My engagement with political and social theory insists upon maturing an encompassing view of our transition into the structures of the 21 st century. Chiefly articulated through philosophical and psychoanalytic logic, my unpacking of political mechanisms are less concerned with the construction of a teleology, and more concerned with an interrogation of intentions, especially in the West. This interrogation necessarily implies a forecast. While I believe it important to itemize the factors informing what political and social structures we endure today in an historical sense, I feel that our retrospective categorization is less valuable than an assessment of what, in terms of desire, underpins its being. Why the West has chosen capitalism as the dominant mode of economic subjectivity, for instance, is of more significance to my ideas about understanding our future than how it has chosen this apparatus. This is but one face of the prism.
From a Lacanian perspective, my dominant intellectual interest is exploring these systems using topology as a writing.

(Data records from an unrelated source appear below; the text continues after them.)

/// Server configuration loaded from environment variables.
///
/// All fields have defaults suitable for local development.
#[derive(Debug, Clone)]
pub struct ServerConfig {
    /// Bind address (default: `0.0.0.0`).
    pub host: String,
    /// Bind port (default: `3000`).
    pub port: u16,
    /// SQLite connection string (default: `sqlite://quietfinder.db?mode=rwc`).
    pub database_url: String,
    /// Allowed CORS origins, parsed from comma-separated `CORS_ORIGINS`.
    pub cors_origins: Vec<String>,
    /// HTTP request timeout in seconds (default: `30`).
    pub request_timeout_secs: u64,
    /// How long to wait for background tasks during shutdown (default: `5`).
    pub shutdown_timeout_secs: u64,
    /// Purge spots older than this many hours. `None` keeps them forever.
    pub spot_retention_hours: Option<u64>,
}

impl ServerConfig {
    /// Load configuration from environment variables with defaults.
    ///
    /// | Env Var                 | Default                            |
    /// |-------------------------|------------------------------------|
    /// | `HOST`                  | `0.0.0.0`                          |
    /// | `PORT`                  | `3000`                             |
    /// | `DATABASE_URL`          | `sqlite://quietfinder.db?mode=rwc` |
    /// | `CORS_ORIGINS`          | `http://localhost:5173`            |
    /// | `REQUEST_TIMEOUT_SECS`  | `30`                               |
    /// | `SHUTDOWN_TIMEOUT_SECS` | `5`                                |
    /// | `SPOT_RETENTION_HOURS`  | unset                              |
    pub fn from_env() -> Self {
        let host = std::env::var("HOST").unwrap_or_else(|_| "0.0.0.0".into());

        let port: u16 = std::env::var("PORT")
            .unwrap_or_else(|_| "3000".into())
            .parse()
            .expect("PORT must be a valid u16");

        let database_url = std::env::var("DATABASE_URL")
            .unwrap_or_else(|_| "sqlite://quietfinder.db?mode=rwc".into());

        let cors_origins = parse_origins(
            &std::env::var("CORS_ORIGINS").unwrap_or_else(|_| "http://localhost:5173".into()),
        );

        let request_timeout_secs: u64 = std::env::var("REQUEST_TIMEOUT_SECS")
            .unwrap_or_else(|_| "30".into())
            .parse()
            .expect("REQUEST_TIMEOUT_SECS must be a valid u64");

        let shutdown_timeout_secs: u64 = std::env::var("SHUTDOWN_TIMEOUT_SECS")
            .unwrap_or_else(|_| "5".into())
            .parse()
            .expect("SHUTDOWN_TIMEOUT_SECS must be a valid u64");

        let spot_retention_hours = std::env::var("SPOT_RETENTION_HOURS")
            .ok()
            .filter(|v| !v.trim().is_empty())
            .map(|v| {
                v.trim()
                    .parse()
                    .expect("SPOT_RETENTION_HOURS must be a valid u64")
            });

        Self {
            host,
            port,
            database_url,
            cors_origins,
            request_timeout_secs,
            shutdown_timeout_secs,
            spot_retention_hours,
        }
    }
}

/// Split a comma-separated origin list, dropping blanks.
fn parse_origins(raw: &str) -> Vec<String> {
    raw.split(',')
        .map(|s| s.trim().to_string())
        .filter(|s| !s.is_empty())
        .collect()
}

#[cfg(test)]
mod tests {
    use super::*;

    #[test]
    fn origins_are_trimmed_and_blanks_dropped() {
        assert_eq!(
            parse_origins(" http://a.test , ,http://b.test,"),
            vec!["http://a.test".to_string(), "http://b.test".to_string()]
        );
    }
}
#![allow(dead_code)]

use std::sync::Arc;

use axum::body::Body;
use axum::http::{header::CONTENT_TYPE, Method, Request, Response};
use axum::Router;
use http_body_util::BodyExt;
use quietfinder_core::clock::{Clock, ManualClock};
use quietfinder_db::DbPool;
use quietfinder_events::DbSpotStore;
use tower::ServiceExt;

use quietfinder_api::config::ServerConfig;
use quietfinder_api::router::build_app_router;
use quietfinder_api::state::AppState;
use quietfinder_api::ws::WsManager;

pub const T0: i64 = 1_700_000_000_000;

/// Build a test `ServerConfig` with safe defaults.
pub fn test_config() -> ServerConfig {
    ServerConfig {
        host: "127.0.0.1".to_string(),
        port: 0,
        database_url: "sqlite::memory:".to_string(),
        cors_origins: vec!["http://localhost:5173".to_string()],
        request_timeout_secs: 30,
        shutdown_timeout_secs: 5,
        spot_retention_hours: None,
    }
}

/// A migrated in-memory database.
pub async fn test_pool() -> DbPool {
    let pool = quietfinder_db::create_memory_pool()
        .await
        .expect("open in-memory database");
    quietfinder_db::run_migrations(&pool)
        .await
        .expect("run migrations");
    pool
}

/// Everything a test needs to drive the app and inspect its state.
pub struct TestApp {
    pub router: Router,
    pub state: AppState,
    pub clock: ManualClock,
}

impl TestApp {
    /// A fresh router sharing this app's state.
    pub fn app(&self) -> Router {
        self.router.clone()
    }
}

/// Build the full application router with all middleware layers on a fresh
/// in-memory database, with a manual clock starting at [`T0`].
pub async fn build_test_app() -> TestApp {
    let config = test_config();
    let pool = test_pool().await;
    let store = Arc::new(DbSpotStore::open(pool.clone()).await.expect("open store"));
    let clock = ManualClock::new(T0);

    let state = AppState {
        pool,
        config: Arc::new(config.clone()),
        ws_manager: Arc::new(WsManager::new()),
        store,
        clock: Arc::new(clock.clone()) as Arc<dyn Clock>,
    };

    TestApp {
        router: build_app_router(state.clone(), &config),
        state,
        clock,
    }
}

pub async fn get(app: Router, uri: &str) -> Response<Body> {
    let request = Request::builder()
        .method(Method::GET)
        .uri(uri)
        .body(Body::empty())
        .unwrap();
    app.oneshot(request).await.unwrap()
}

pub async fn post_json(app: Router, uri: &str, body: serde_json::Value) -> Response<Body> {
    post_raw(app, uri, body.to_string()).await
}

pub async fn post_raw(app: Router, uri: &str, body: impl Into<String>) -> Response<Body> {
    let request = Request::builder()
        .method(Method::POST)
        .uri(uri)
        .header(CONTENT_TYPE, "application/json")
        .body(Body::from(body.into()))
        .unwrap();
    app.oneshot(request).await.unwrap()
}

pub async fn body_json(response: Response<Body>) -> serde_json::Value {
    let bytes = response.into_body().collect().await.unwrap().to_bytes();
    serde_json::from_slice(&bytes).unwrap()
}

In the sense that desire undergirds our experience as subject, we can meaningfully articulate our experience relative to a Geist into which it culminates. Less abstractly philosophical, the intracosm of the apparatus of subjectivity is magnified broadly into the extracosm: this logic, contingent exclusively on the limits imposed by discourse, certain signifiers, or the structural matrix of the political and social bodies to which we entrust the subjectivizing mechanism is responsible for the production of new pathologies, symptoms which yoke us together, and our collective repressions. In the West, we see the condemnation of the subject into the political machine chiefly by his implication in the market: subjectivity is now transactional, and takes on a unique kind of market value that is neither objectal nor value in the traditional sense espoused by ethic. This schema is complicated by the irresistibly-global gravity of our information highway, modified also by the emergence of the social-as-delinquency that now comes to bear on what remains of our collective allegiance to the Laws of the city.
Whereas we might construct Borromean drawings of subjectivity in the sense of individual structure and orientation, I have found it especially useful to scale the topological alphabet up: by situating the social subject in the framework of a larger discursive topology, we can uncover broad symptomatologies, and, in tandem, discern more practically their implications for both the subject itself and the direction of the vectors that come to mark it. Through these drawings, we can come to image the relationships that brand the social body: if we are to speak about social symptoms, we must see to it that there exists a social body—as such, from this locus, we might proceed with a topology to tease out the characteristics proper to this organization. This process evades the pitfalls of the signifier: what we are left to interpret, then, is the real.